Machine Learning with Heatwave AutoML and Lakehouse

Overview

This lab is designed to guide you through the process of loading unstructured data into a Lakehouse table using MySQL and leveraging this data for machine learning applications. We assume that you have already uploaded your unstructured data to an object storage and have a Pre-Authenticated Request (PAR) URL to access this data.

Objectives:

Prerequisites:

Part 1: Heatwave Lakehouse for your unstructured data

Building on the strengths of MySQL and the HeatWave query accelerator, the MySQL HeatWave Lakehouse allows direct querying of data across both MySQL databases and data lakes (like those on Amazon S3 or Oracle Object Storage).

This means that it can perform analytics on a combination of transactional data stored in MySQL and massive datasets stored in data lakes without moving or transforming the data. This integration effectively turns MySQL into a lakehouse, supporting both operational and analytical workloads at scale, thereby eliminating the complexity and delays involved in traditional ETL processes.

LakeHouse tables allow you to query data stored in external storage systems as if it were inside your MySQL database. They are especially useful for managing large, unstructured datasets without importing them directly into your database, offering flexibility and efficiency.

Traditionally, loading data into a high-performance analytics engine could involve several steps, including data transformation, staging, and finally loading, each possibly requiring manual intervention or scripting. heatwave_load simplifies this by providing a direct way to load data from MySQL tables into the HeatWave cluster.

The ability of MySQL HeatWave to automatically infer the schema during the data loading process is a significant feature that enhances its usability and efficiency. When you use the heatwave_load function, the system’s capability to automatically determine the schema of the data being loaded simplifies the preparation and integration of data for analysis

For more information about Heatwave Lakehouse, have a look at the Technical Overview.

To locate the data file, a PAR (Pre-Authenticated Request) URL is used to securely access the data in the object storage, ensuring that data access is controlled and secure. More information about PAR can be found here.

Below is an example of how to use heatwave_load to load the unstructed banking data we have in our bucket.

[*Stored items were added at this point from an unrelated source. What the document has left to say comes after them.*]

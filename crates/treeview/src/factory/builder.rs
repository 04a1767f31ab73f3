//! Builders that turn source objects into nodes.

use std::fmt;
use std::fs;
use std::path::PathBuf;
use std::sync::Arc;

use super::{DataNodeFactory, NodeSource, SourceRef};
use crate::error::NoSuchDataError;
use crate::node::NodeRef;
use crate::nodes::{DirectoryDataNode, ErrorDataNode, FileDataNode};

/// Turns suitable source objects into nodes.
///
/// A builder either produces one specific node type (reported by
/// [`node_type`](Self::node_type)) or is generic and may produce several.
/// The distinction matters for deprecated types: a deprecated node type is
/// only accepted from a builder dedicated to it.
pub trait DataNodeBuilder: Send + Sync {
    /// Name shown in factory listings and traces.
    fn name(&self) -> &str;

    /// The single node type this builder produces, or `None` if generic.
    fn node_type(&self) -> Option<&str>;

    /// Whether it is worth calling [`build`](Self::build) on this source.
    fn suitable(&self, source: &dyn NodeSource) -> bool;

    /// Build a node. The node's creation state is filled in by the factory.
    fn build(&self, factory: &DataNodeFactory, source: SourceRef)
    -> Result<NodeRef, NoSuchDataError>;
}

impl fmt::Debug for dyn DataNodeBuilder {
    fn fmt(&self, f: &mut fmt::Formatter<'_>) -> fmt::Result {
        f.debug_struct("DataNodeBuilder")
            .field("name", &self.name())
            .field("node_type", &self.node_type())
            .finish()
    }
}

impl fmt::Display for dyn DataNodeBuilder {
    fn fmt(&self, f: &mut fmt::Formatter<'_>) -> fmt::Result {
        match self.node_type() {
            Some(node_type) => write!(f, "{} -> {}", self.name(), node_type),
            None => write!(f, "{} (generic)", self.name()),
        }
    }
}

fn path_of(source: &dyn NodeSource) -> Option<PathBuf> {
    source.as_path().filter(|p| !p.as_os_str().is_empty())
}

fn metadata(source: &SourceRef) -> Result<(PathBuf, fs::Metadata), NoSuchDataError> {
    let path = path_of(source.as_ref())
        .ok_or_else(|| NoSuchDataError::new(format!("{source:?} is not a path")))?;
    let meta = fs::metadata(&path).map_err(|e| {
        NoSuchDataError::with_source(format!("cannot read {}", path.display()), e)
    })?;
    Ok((path, meta))
}

/// Generic builder that passes ready-made nodes through unchanged.
#[derive(Debug, Default, Clone, Copy)]
pub struct NodePassThroughBuilder;

impl DataNodeBuilder for NodePassThroughBuilder {
    fn name(&self) -> &str {
        "node"
    }

    fn node_type(&self) -> Option<&str> {
        None
    }

    fn suitable(&self, source: &dyn NodeSource) -> bool {
        source.is::<NodeRef>()
    }

    fn build(&self, _: &DataNodeFactory, source: SourceRef) -> Result<NodeRef, NoSuchDataError> {
        source
            .downcast_ref::<NodeRef>()
            .cloned()
            .ok_or_else(|| NoSuchDataError::new(format!("{source:?} is not a node")))
    }
}

/// Generic builder for filesystem paths: directories and files.
#[derive(Debug, Default, Clone, Copy)]
pub struct PathNodeBuilder;

impl DataNodeBuilder for PathNodeBuilder {
    fn name(&self) -> &str {
        "path"
    }

    fn node_type(&self) -> Option<&str> {
        None
    }

    fn suitable(&self, source: &dyn NodeSource) -> bool {
        path_of(source).is_some()
    }

    fn build(&self, _: &DataNodeFactory, source: SourceRef) -> Result<NodeRef, NoSuchDataError> {
        let (path, meta) = metadata(&source)?;
        if meta.is_dir() {
            Ok(Arc::new(DirectoryDataNode::new(path)))
        } else {
            Ok(Arc::new(FileDataNode::new(path)))
        }
    }
}

/// Dedicated builder for [`DirectoryDataNode`].
#[derive(Debug, Default, Clone, Copy)]
pub struct DirectoryNodeBuilder;

impl DataNodeBuilder for DirectoryNodeBuilder {
    fn name(&self) -> &str {
        "directory"
    }

    fn node_type(&self) -> Option<&str> {
        Some(DirectoryDataNode::NODE_TYPE)
    }

    fn suitable(&self, source: &dyn NodeSource) -> bool {
        path_of(source).is_some()
    }

    fn build(&self, _: &DataNodeFactory, source: SourceRef) -> Result<NodeRef, NoSuchDataError> {
        let (path, meta) = metadata(&source)?;
        if !meta.is_dir() {
            return Err(NoSuchDataError::new(format!(
                "{} is not a directory",
                path.display()
            )));
        }
        Ok(Arc::new(DirectoryDataNode::new(path)))
    }
}

/// Dedicated builder for [`FileDataNode`].
#[derive(Debug, Default, Clone, Copy)]
pub struct FileNodeBuilder;

impl DataNodeBuilder for FileNodeBuilder {
    fn name(&self) -> &str {
        "file"
    }

    fn node_type(&self) -> Option<&str> {
        Some(FileDataNode::NODE_TYPE)
    }

    fn suitable(&self, source: &dyn NodeSource) -> bool {
        path_of(source).is_some()
    }

    fn build(&self, _: &DataNodeFactory, source: SourceRef) -> Result<NodeRef, NoSuchDataError> {
        let (path, meta) = metadata(&source)?;
        if meta.is_dir() {
            return Err(NoSuchDataError::new(format!(
                "{} is a directory",
                path.display()
            )));
        }
        Ok(Arc::new(FileDataNode::new(path)))
    }
}

/// Dedicated builder for [`ErrorDataNode`], from error sources.
#[derive(Debug, Default, Clone, Copy)]
pub struct ErrorNodeBuilder;

impl DataNodeBuilder for ErrorNodeBuilder {
    fn name(&self) -> &str {
        "error"
    }

    fn node_type(&self) -> Option<&str> {
        Some(ErrorDataNode::NODE_TYPE)
    }

    fn suitable(&self, source: &dyn NodeSource) -> bool {
        source.is::<NoSuchDataError>() || source.is::<std::io::Error>()
    }

    fn build(&self, _: &DataNodeFactory, source: SourceRef) -> Result<NodeRef, NoSuchDataError> {
        if let Some(error) = source.downcast_ref::<NoSuchDataError>() {
            Ok(Arc::new(ErrorDataNode::from_error(error)))
        } else if let Some(error) = source.downcast_ref::<std::io::Error>() {
            Ok(Arc::new(ErrorDataNode::from_error(error)))
        } else {
            Err(NoSuchDataError::new(format!("{source:?} is not an error")))
        }
    }
}

/// The builders a default factory starts with, in order.
pub fn default_builders() -> Vec<Arc<dyn DataNodeBuilder>> {
    vec![
        Arc::new(NodePassThroughBuilder),
        Arc::new(PathNodeBuilder),
        Arc::new(DirectoryNodeBuilder),
        Arc::new(FileNodeBuilder),
        Arc::new(ErrorNodeBuilder),
    ]
}

#[cfg(test)]
mod tests {
    use super::*;
    use crate::factory::source;

    #[test]
    fn test_path_builder_suitability() {
        let builder = PathNodeBuilder;
        assert!(builder.suitable(source(PathBuf::from("/tmp")).as_ref()));
        assert!(builder.suitable(source("relative/name").as_ref()));
        assert!(!builder.suitable(source(String::new()).as_ref()));
        assert!(!builder.suitable(source(17_i64).as_ref()));
    }

    #[test]
    fn test_dedicated_builders_reject_wrong_kind() {
        let dir = tempfile::tempdir().unwrap();
        let file = dir.path().join("a.txt");
        std::fs::write(&file, "x").unwrap();
        let factory = DataNodeFactory::new();

        assert!(
            DirectoryNodeBuilder
                .build(&factory, source(file.clone()))
                .is_err()
        );
        assert!(
            FileNodeBuilder
                .build(&factory, source(dir.path().to_path_buf()))
                .is_err()
        );

        let node = FileNodeBuilder.build(&factory, source(file)).unwrap();
        assert_eq!(node.node_type(), FileDataNode::NODE_TYPE);
    }

    #[test]
    fn test_missing_path_reports_cause() {
        let factory = DataNodeFactory::new();
        let err = PathNodeBuilder
            .build(&factory, source(PathBuf::from("/definitely/not/here")))
            .unwrap_err();

        assert!(err.message().contains("/definitely/not/here"));
        assert!(std::error::Error::source(&err).is_some());
    }

    #[test]
    fn test_pass_through_returns_same_node() {
        let factory = DataNodeFactory::new();
        let node: NodeRef = Arc::new(crate::nodes::EmptyDataNode::new());

        assert!(NodePassThroughBuilder.suitable(source(node.clone()).as_ref()));
        let built = NodePassThroughBuilder
            .build(&factory, source(node.clone()))
            .unwrap();
        assert!(crate::same_node(&built, &node));
    }

    #[test]
    fn test_builder_display() {
        let generic: Arc<dyn DataNodeBuilder> = Arc::new(PathNodeBuilder);
        let dedicated: Arc<dyn DataNodeBuilder> = Arc::new(ErrorNodeBuilder);
        assert_eq!(generic.to_string(), "path (generic)");
        assert_eq!(dedicated.to_string(), "error -> Error");
    }
}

All you have to set is the correct PAR_URL:

CREATE DATABASE ml_data;

USE ml_data; 

SET @db_list = '["ml_data"]';

SET @ext_tables = '[
{
  "db_name": "ml_data",
  "tables": [{
    "table_name": "bank_marketing",
    "dialect": {
        "format": "csv",
         "field_delimiter": ";",
          "record_delimiter": "\\n",
          "has_header": true,
          "skip_rows": 0
      },
    "file": [{
      "par": "<PAR_URL>"
        }]
   }]
}
]';

SET @options = JSON_OBJECT('external_tables', CAST(@ext_tables AS JSON));

CALL sys.heatwave_load(@db_list, @options);

DESCRIBE ml_data.bank_marketing;

SELECT * FROM ml_data.bank_marketing limit 10;

Part 2: Heatwave AutoML to train your Machine Learning model

Once the data is loaded, you can use Heatwave AutoML to train a model on your loaded data.

HeatWave AutoML is deeply integrated with MySQL HeatWave, allowing users to leverage their existing database infrastructure for machine learning tasks without the need for external tools or platforms.

This integration means that users can easily execute machine learning workflows directly on their operational data stored in MySQL databases, benefiting from HeatWave’s high-performance analytics capabilities.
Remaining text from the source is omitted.